Influence of milk-feeding type and genetic risk of developing coeliac disease on intestinal microbiota of infants: the PROFICEL study.
Subject: Breast feeding (Health aspects)
Celiac disease (Genetic aspects)
Celiac disease (Risk factors)
Microbiota (Symbiotic organisms)
Author: de Vries, Linda
Pub Date: 11/01/2012
Publication: Name: Breastfeeding Review Publisher: Australian Breastfeeding Association Audience: Academic Format: Magazine/Journal Subject: Health Copyright: COPYRIGHT 2012 Australian Breastfeeding Association ISSN: 0729-2759
Issue: Date: Nov, 2012 Source Volume: 20 Source Issue: 3
Geographic: Geographic Scope: United States Geographic Code: 1USA United States
Accession Number: 310739994
Full Text: Influence of milk-feeding type and genetic risk of developing coeliac disease on intestinal microbiota of infants: the PROFICEL study Palma GD, Capilla A, Nova E, Castillejo G, Varea V, Pozo T, Garrote JA, Polanco I, Lopez A, Ribes-Koninckx C, Marcos A, Garcia-Novo MD, Calvo C, Ortigosa L, Pena-Quintana L, Palau F, Sanz Y 2012, PLoS One 7(2): e30791.

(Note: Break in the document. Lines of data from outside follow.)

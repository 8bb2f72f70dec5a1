use ratatui::{
    layout::{Constraint, Direction, Layout, Rect},
    style::{Color, Modifier, Style},
    symbols,
    text::{Line, Span},
    widgets::{Axis, Block, Borders, Chart, Dataset, GraphType, Paragraph},
    Frame,
};
use crate::app::App;
use crate::simulation::PortfolioSample;

/// Low-to-high Sharpe palette, yellow through green to blue.
const SHARPE_PALETTE: [Color; 5] = [
    Color::Rgb(255, 255, 204),
    Color::Rgb(161, 218, 180),
    Color::Rgb(65, 182, 196),
    Color::Rgb(44, 127, 184),
    Color::Rgb(37, 52, 148),
];

/// Splits samples into `n_bands` equal-width Sharpe bands of
/// `(volatility, return)` points, lowest band first.
pub fn sharpe_bands(samples: &[PortfolioSample], n_bands: usize) -> Vec<Vec<(f64, f64)>> {
    let mut bands = vec![Vec::new(); n_bands];
    if samples.is_empty() || n_bands == 0 {
        return bands;
    }

    let (min, max) = sharpe_range(samples);
    let span = max - min;

    for s in samples {
        let band = if span > 0.0 {
            (((s.metrics.sharpe - min) / span) * n_bands as f64) as usize
        } else {
            0
        };
        bands[band.min(n_bands - 1)].push((s.metrics.annual_vol, s.metrics.annual_return));
    }
    bands
}

fn sharpe_range(samples: &[PortfolioSample]) -> (f64, f64) {
    samples.iter().fold((f64::INFINITY, f64::NEG_INFINITY), |(lo, hi), s| {
        (lo.min(s.metrics.sharpe), hi.max(s.metrics.sharpe))
    })
}

/// Legend label for band `band` of `n_bands` over the Sharpe range `[min, max]`.
fn band_label(min: f64, max: f64, band: usize, n_bands: usize) -> String {
    let step = (max - min) / n_bands as f64;
    let lo = min + step * band as f64;
    let hi = if band + 1 == n_bands { max } else { lo + step };
    format!("Sharpe {:.2}..{:.2}", lo, hi)
}

fn padded_bounds(values: impl Iterator<Item = f64>) -> [f64; 2] {
    let (lo, hi) = values.fold((f64::INFINITY, f64::NEG_INFINITY), |(lo, hi), v| {
        (lo.min(v), hi.max(v))
    });
    let pad = ((hi - lo) * 0.05).max(1e-3);
    [lo - pad, hi + pad]
}

fn pct(v: f64) -> String {
    format!("{:.1}%", v * 100.0)
}

pub fn render(f: &mut Frame, app: &App) {
    let layout = Layout::default()
        .direction(Direction::Vertical)
        .constraints([
            Constraint::Length(3),
            Constraint::Min(0),
            Constraint::Length(3),
        ])
        .split(f.area());

    render_header(f, app, layout[0]);

    let body = Layout::default()
        .direction(Direction::Horizontal)
        .constraints([Constraint::Percentage(72), Constraint::Percentage(28)])
        .split(layout[1]);

    render_frontier(f, app, body[0]);
    render_details(f, app, body[1]);
    render_footer(f, layout[2]);
}

fn render_header(f: &mut Frame, app: &App, area: Rect) {
    let report = &app.report;
    let spans = vec![
        Span::styled(" Efficient Frontier ", Style::default().fg(Color::Cyan).add_modifier(Modifier::BOLD)),
        Span::raw(" | "),
        Span::styled(report.assets.join(", "), Style::default().fg(Color::White)),
        Span::raw(" | "),
        Span::styled(
            format!(
                "{} portfolios, {} weights, seed {}",
                report.samples.len(),
                report.sampling.as_str(),
                report.seed
            ),
            Style::default().fg(Color::Yellow),
        ),
    ];

    let header = Paragraph::new(Line::from(spans)).block(Block::default().borders(Borders::ALL));
    f.render_widget(header, area);
}

fn render_footer(f: &mut Frame, area: Rect) {
    let footer = Paragraph::new(Line::from(vec![
        Span::styled(" Controls: ", Style::default().fg(Color::Gray)),
        Span::styled("b: toggle benchmark | q/Esc: quit", Style::default().fg(Color::White)),
    ]))
    .block(Block::default().borders(Borders::ALL));

    f.render_widget(footer, area);
}

fn render_frontier(f: &mut Frame, app: &App, area: Rect) {
    let report = &app.report;
    let best = report.optimal();
    let bench = &report.benchmark_metrics;

    let bands = sharpe_bands(&report.samples, SHARPE_PALETTE.len());
    let optimum_point = vec![(best.metrics.annual_vol, best.metrics.annual_return)];
    let benchmark_point = vec![(bench.annual_vol, bench.annual_return)];

    let (min_sharpe, max_sharpe) = sharpe_range(&report.samples);
    let n_bands = bands.len();
    let mut datasets: Vec<Dataset> = bands
        .iter()
        .zip(SHARPE_PALETTE.iter())
        .enumerate()
        .filter(|(_, (points, _))| !points.is_empty())
        .map(|(i, (points, color))| {
            Dataset::default()
                .name(band_label(min_sharpe, max_sharpe, i, n_bands))
                .marker(symbols::Marker::Braille)
                .graph_type(GraphType::Scatter)
                .style(Style::default().fg(*color))
                .data(points)
        })
        .collect();

    if app.show_benchmark {
        datasets.push(
            Dataset::default()
                .name(format!("Market ({})", report.benchmark))
                .marker(symbols::Marker::Block)
                .graph_type(GraphType::Scatter)
                .style(Style::default().fg(Color::Red))
                .data(&benchmark_point),
        );
    }

    datasets.push(
        Dataset::default()
            .name(format!("Optimal (Sharpe {:.2})", best.metrics.sharpe))
            .marker(symbols::Marker::Block)
            .graph_type(GraphType::Scatter)
            .style(Style::default().fg(Color::Green))
            .data(&optimum_point),
    );

    let mut vols: Vec<f64> = report.samples.iter().map(|s| s.metrics.annual_vol).collect();
    let mut rets: Vec<f64> = report.samples.iter().map(|s| s.metrics.annual_return).collect();
    if app.show_benchmark {
        vols.push(bench.annual_vol);
        rets.push(bench.annual_return);
    }
    let x_bounds = padded_bounds(vols.into_iter());
    let y_bounds = padded_bounds(rets.into_iter());

    let chart = Chart::new(datasets)
        .block(
            Block::default()
                .title(Span::styled(
                    " Simulated Portfolios ",
                    Style::default().fg(Color::Cyan).add_modifier(Modifier::BOLD),
                ))
                .borders(Borders::ALL),
        )
        .x_axis(
            Axis::default()
                .title("Volatility")
                .style(Style::default().fg(Color::Gray))
                .bounds(x_bounds)
                .labels(vec![
                    Span::styled(pct(x_bounds[0]), Style::default().fg(Color::Gray)),
                    Span::styled(pct((x_bounds[0] + x_bounds[1]) / 2.0), Style::default().fg(Color::Gray)),
                    Span::styled(pct(x_bounds[1]), Style::default().fg(Color::Gray)),
                ]),
        )
        .y_axis(
            Axis::default()
                .title("Return")
                .style(Style::default().fg(Color::Gray))
                .bounds(y_bounds)
                .labels(vec![
                    Span::styled(pct(y_bounds[0]), Style::default().fg(Color::Gray)),
                    Span::styled(pct((y_bounds[0] + y_bounds[1]) / 2.0), Style::default().fg(Color::Gray)),
                    Span::styled(pct(y_bounds[1]), Style::default().fg(Color::Gray)),
                ]),
        );

    f.render_widget(chart, area);
}

fn render_details(f: &mut Frame, app: &App, area: Rect) {
    let report = &app.report;
    let best = report.optimal();
    let bench = &report.benchmark_metrics;

    let mut info_text = vec![
        Line::from(Span::styled("Optimal Weights", Style::default().fg(Color::Yellow).add_modifier(Modifier::BOLD))),
    ];
    for (asset, w) in report.optimal_weights() {
        info_text.push(Line::from(format!("{:<8} {:>6.2}%", asset, w * 100.0)));
    }

    info_text.push(Line::from(""));
    info_text.push(Line::from(Span::styled("Optimized Portfolio", Style::default().fg(Color::Green).add_modifier(Modifier::BOLD))));
    info_text.push(Line::from(format!("Return:     {:.2}%", best.metrics.annual_return * 100.0)));
    info_text.push(Line::from(format!("Volatility: {:.2}%", best.metrics.annual_vol * 100.0)));
    info_text.push(Line::from(format!("Sharpe:     {:.2}", best.metrics.sharpe)));
    info_text.push(Line::from(format!("Simulation: #{}", best.index)));

    info_text.push(Line::from(""));
    info_text.push(Line::from(Span::styled(
        format!("Market ({})", report.benchmark),
        Style::default().fg(Color::Red).add_modifier(Modifier::BOLD),
    )));
    info_text.push(Line::from(format!("Return:     {:.2}%", bench.annual_return * 100.0)));
    info_text.push(Line::from(format!("Volatility: {:.2}%", bench.annual_vol * 100.0)));
    info_text.push(Line::from(format!("Sharpe:     {:.2}", bench.sharpe)));

    let info_block = Paragraph::new(info_text)
        .block(Block::default().borders(Borders::ALL).title("Details"))
        .style(Style::default().fg(Color::White));

    f.render_widget(info_block, area);
}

Coeliac Disease (CD) is a chronic inflammatory disorder of the small intestine that presents with small intestinal villous atrophy and signs of malabsorption following gluten consumption. The major genetic risk factor in CD is represented by several Human Leukocyte Antigen (HLA)-DP genes. It is thought that interactions between environmental factors and predisposing genes could be involved in the development of CD. Gluten is the main environmental factor responsible but other factors such as the type of milk feeding may also increase the disease risk. Breastfeeding appears to have a protective effect against the risk of CD development. However, the mechanisms for this are unknown. It is known that breastfed infants have different gastrointestinal microbiota to artificially fed infants. Microbial colonisation contributes to the physiological development of the gut and the maturation of the immune system, so this study investigated whether the type of milk fed and HLA-genotype influence the intestinal microbiota composition during the first 4 months of life in infants with a family history of CD.

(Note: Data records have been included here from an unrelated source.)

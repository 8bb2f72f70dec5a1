use crossterm::{
    execute,
    terminal::{disable_raw_mode, enable_raw_mode, EnterAlternateScreen, LeaveAlternateScreen},
};
use ratatui::{backend::CrosstermBackend, Terminal};
use std::io::{self, Stdout};

pub type Tui = Terminal<CrosstermBackend<Stdout>>;

pub fn init() -> io::Result<Tui> {
    enable_raw_mode()?;
    execute!(io::stdout(), EnterAlternateScreen)?;
    Terminal::new(CrosstermBackend::new(io::stdout()))
}

pub fn restore() -> io::Result<()> {
    disable_raw_mode()?;
    execute!(io::stdout(), LeaveAlternateScreen)?;
    Ok(())
}
use regex::{Regex, RegexBuilder};
use tracing::debug;

pub const EXACT: u8 = 100;
pub const PREFIX: u8 = 90;
pub const WHOLE_WORD: u8 = 80;
pub const SUBSTRING: u8 = 70;
pub const FALLBACK: u8 = 50;

/// Scores titles against one free-text query, ignoring case. The first rung
/// of the ladder that matches wins.
#[derive(Debug, Clone)]
pub struct Scorer {
    query: String,
    whole_word: Option<Regex>,
}

impl Scorer {
    pub fn new(query: &str) -> Self {
        let query = query.to_lowercase();
        // ASCII word boundaries: an accented letter next to the match counts
        // as a separator, the way browser regexes treat it.
        let pattern = format!(r"(?-u:\b){}(?-u:\b)", regex::escape(&query));
        let whole_word = match RegexBuilder::new(&pattern).case_insensitive(true).build() {
            Ok(re) => Some(re),
            Err(e) => {
                debug!("Whole-word pattern for '{}' did not build: {}", query, e);
                None
            }
        };
        Self { query, whole_word }
    }

    pub fn score(&self, title: &str) -> u8 {
        let title = title.to_lowercase();
        let query = self.query.as_str();

        if title == query {
            return EXACT;
        }
        if title.starts_with(query) {
            return PREFIX;
        }
        if self
            .whole_word
            .as_ref()
            .is_some_and(|re| re.is_match(&title))
        {
            return WHOLE_WORD;
        }
        if title.contains(query) {
            return SUBSTRING;
        }
        FALLBACK
    }
}

/// One-off score; build a [`Scorer`] when ranking many titles.
pub fn score(title: &str, query: &str) -> u8 {
    Scorer::new(query).score(title)
}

The study included 164 healthy newborns with at least one first-degree relative with CD, classified according to their HLA-DQ genotype. Faecal microbiota was analysed at 7 days, and at 1 and 4 months of age. Those infants exclusively breastfed at all stages were included in the breastfed group; while those who received artificial baby milk, either exclusively or as both artificial baby milk and breastmilk, at each sampling time were included in the artificial baby milk-fed group. Of the 164 infants, 28.4% were classified in the high genetic (>20% probability) risk of developing CD group, 42.59% in the intermediate (>7% probability) risk group and 29.01% in the lowest risk (<1%) group.

The researchers found that breastmilk promoted more gut colonisation with different bacteria than artificial baby milk. They found that breastfeeding provides certain Bifidobacterium spp. to the infant gut. Increased numbers of Bacteroides fragilis group and Staphylococcus group, and reduced numbers of Bifidobacterium spp. and B. Longum were detected in infants with increased genetic risk of developing CD, including in subgroups of either breastfed or artificial baby milk-fed infants. In breastfed infants the increased genetic risk of developing CD was associated with increased C. leptum group numbers, while in the artificial baby milk-fed group it was associated with increased Staphylococcus or B. fragilis group numbers In addition, specific faecal microbiota was associated with the genetic risk of developing CD based on HLA-DQ genotype, irrespective of milk feeding type. These results suggested that HLA-DQ genotype influences microbial colonisation pattern early in life, which could be an additional factor in the development of disease later.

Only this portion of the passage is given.